12-30-2010, 01:39 PM
I think the key to complete combustion of paper cartridges is how much saltpeter you infuse into the paper. I used a super-saturated solution to soak mine: hot water with the saltpeter stirred in until it wouldn't take anymore. Using hot water allows more of the compound to go into solution than when using cold water. (I didn't sleep through all of my chemistry classes!) Granted it's been a few years now, but i don't remember having any smoldering bits flung out on the ground. I used lightweight rice paper for it's porousness and ruggedness to withstand abuse.

Josh Smith
12-31-2010, 05:32 PM

Old idea.

Nitrated paper does have a slightly higher risk of leaving a live ember in the barrel, so swab well before reloading. Most cook offs result from using nitrated paper.


12-31-2010, 06:46 PM
The vast majority, if not all, paper cartridges used in the issue .58 and .69 muskets during the Civil War were rolled using plain paper. Nitrated paper cartridges were issued for revolvers.

In the illustration above, the two cartridges on the left are a round ball (presumably .69) and a "buck and ball"- one round ball with 3 buckshots on top. During the flintlock period the tail of the cartridge was torn off, some of the powder charge used to prime the pan and the rest- paper, powder, ball and all- rammed down the bore. The balls were sized so as to provide plenty of windage (what the old timers called the difference between bore diameter and ball diameter) to allow easy loading of the whole kit-and-kaboodle even as the bore fouled from repeated firing.

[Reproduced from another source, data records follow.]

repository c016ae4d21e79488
pub mod retry;
pub mod time;
use axum::{
    http::{header, Method},
    middleware,
    routing::{get, post},
    Router,
};
use std::sync::Arc;
use tower_http::{cors::CorsLayer, trace::TraceLayer};

pub mod config;
pub mod error;
pub mod extractors;
pub mod handlers;
pub mod metrics;
pub mod middlewares;
pub mod models;
pub mod services;
pub mod stores;
pub mod utils;

pub use config::Config;
pub use services::AppState;

pub fn create_router(app_state: Arc<AppState>) -> Router {
    let cors = CorsLayer::new()
        .allow_methods([Method::GET, Method::POST, Method::OPTIONS])
        .allow_headers([header::AUTHORIZATION, header::CONTENT_TYPE])
        .allow_origin(tower_http::cors::Any);

    Router::new()
        .route("/health", get(handlers::health_check))
        .route(
            "/metrics",
            get(handlers::metrics_handler).layer(middleware::from_fn_with_state(
                app_state.clone(),
                handlers::metrics_auth_middleware,
            )),
        )
        .nest(
            "/api/v1",
            api_routes().layer(middleware::from_fn_with_state(
                app_state.clone(),
                middlewares::auth::identity_middleware,
            )),
        )
        .with_state(app_state)
        .layer(cors)
        .layer(middleware::from_fn(
            middlewares::metrics::metrics_middleware,
        ))
        .layer(TraceLayer::new_for_http())
}

fn api_routes() -> Router<Arc<AppState>> {
    Router::new()
        .route(
            "/questions",
            get(handlers::questions::list_questions).post(handlers::questions::create_question),
        )
        .nest("/user", user_routes())
        .nest("/quiz/sessions", session_routes())
}

fn user_routes() -> Router<Arc<AppState>> {
    Router::new()
        .route("/questions", get(handlers::questions::list_my_questions))
        .route("/progress", post(handlers::user::save_progress))
        .route("/score", post(handlers::user::save_score))
        .route("/dashboard", get(handlers::user::dashboard))
}

fn session_routes() -> Router<Arc<AppState>> {
    Router::new()
        .route("/", post(handlers::sessions::start_session))
        .route("/{id}", get(handlers::sessions::get_session))
        .route("/{id}/answers", post(handlers::sessions::submit_answer))
        .route("/{id}/tick", post(handlers::sessions::tick_session))
        .route("/{id}/next", post(handlers::sessions::next_question))
        .route("/{id}/restart", post(handlers::sessions::restart_session))
        .route("/{id}/stream", get(handlers::sse::session_stream))
}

The two on the right, containing Minie balls were handled a little differently. The tail of the cartridge was torn (typically bitten off) and the powder dumped down the bore. The ball was then shucked out of the remaining paper and loaded naked on top of the powder. A little slower than with the smoothbore flintlock, especially when factoring in the time it took to re-cap the nipple. Not enough "windage" to allow the paper to go along for the ride in the rifled-muskets.

English Enfield cartridges were a little different in that that bullets didn't have lube grooves, and were loaded upside down in the paper cartridges. After dumping in the powder the bullet, still in the paper- which was greased to provide lubrication an waterproofing- was rammed home. There is evidence that these were changed to plain paper and the un-grooved bullets had lube packed in their bases and presumably shucked out of their paper hulls and loaded naked. I've seen Enfield cartridges in collections that went both ways.

(Side note: that was one of the instigators of the Sepoy Rebellion in 1855(?). The colonial troops in Britain's Indian Army got the idea that their paper cartridges were lubed with pig grease- a taboo in their religion- and that their white English masters were having some kind of gross joke at their expense. Not true by the way.)

Regardless, starting fires on the battlefield from glowing paper embers was the last thing anybody was worrying about. There is speculation that 's how the horrible fires that burned so many wounded guys at the Wilderness got started. Who knows?

12-10-2012, 06:36 PM
Dad soaked silk-span in Potassium Nitrate, I'm not sure what that did for him.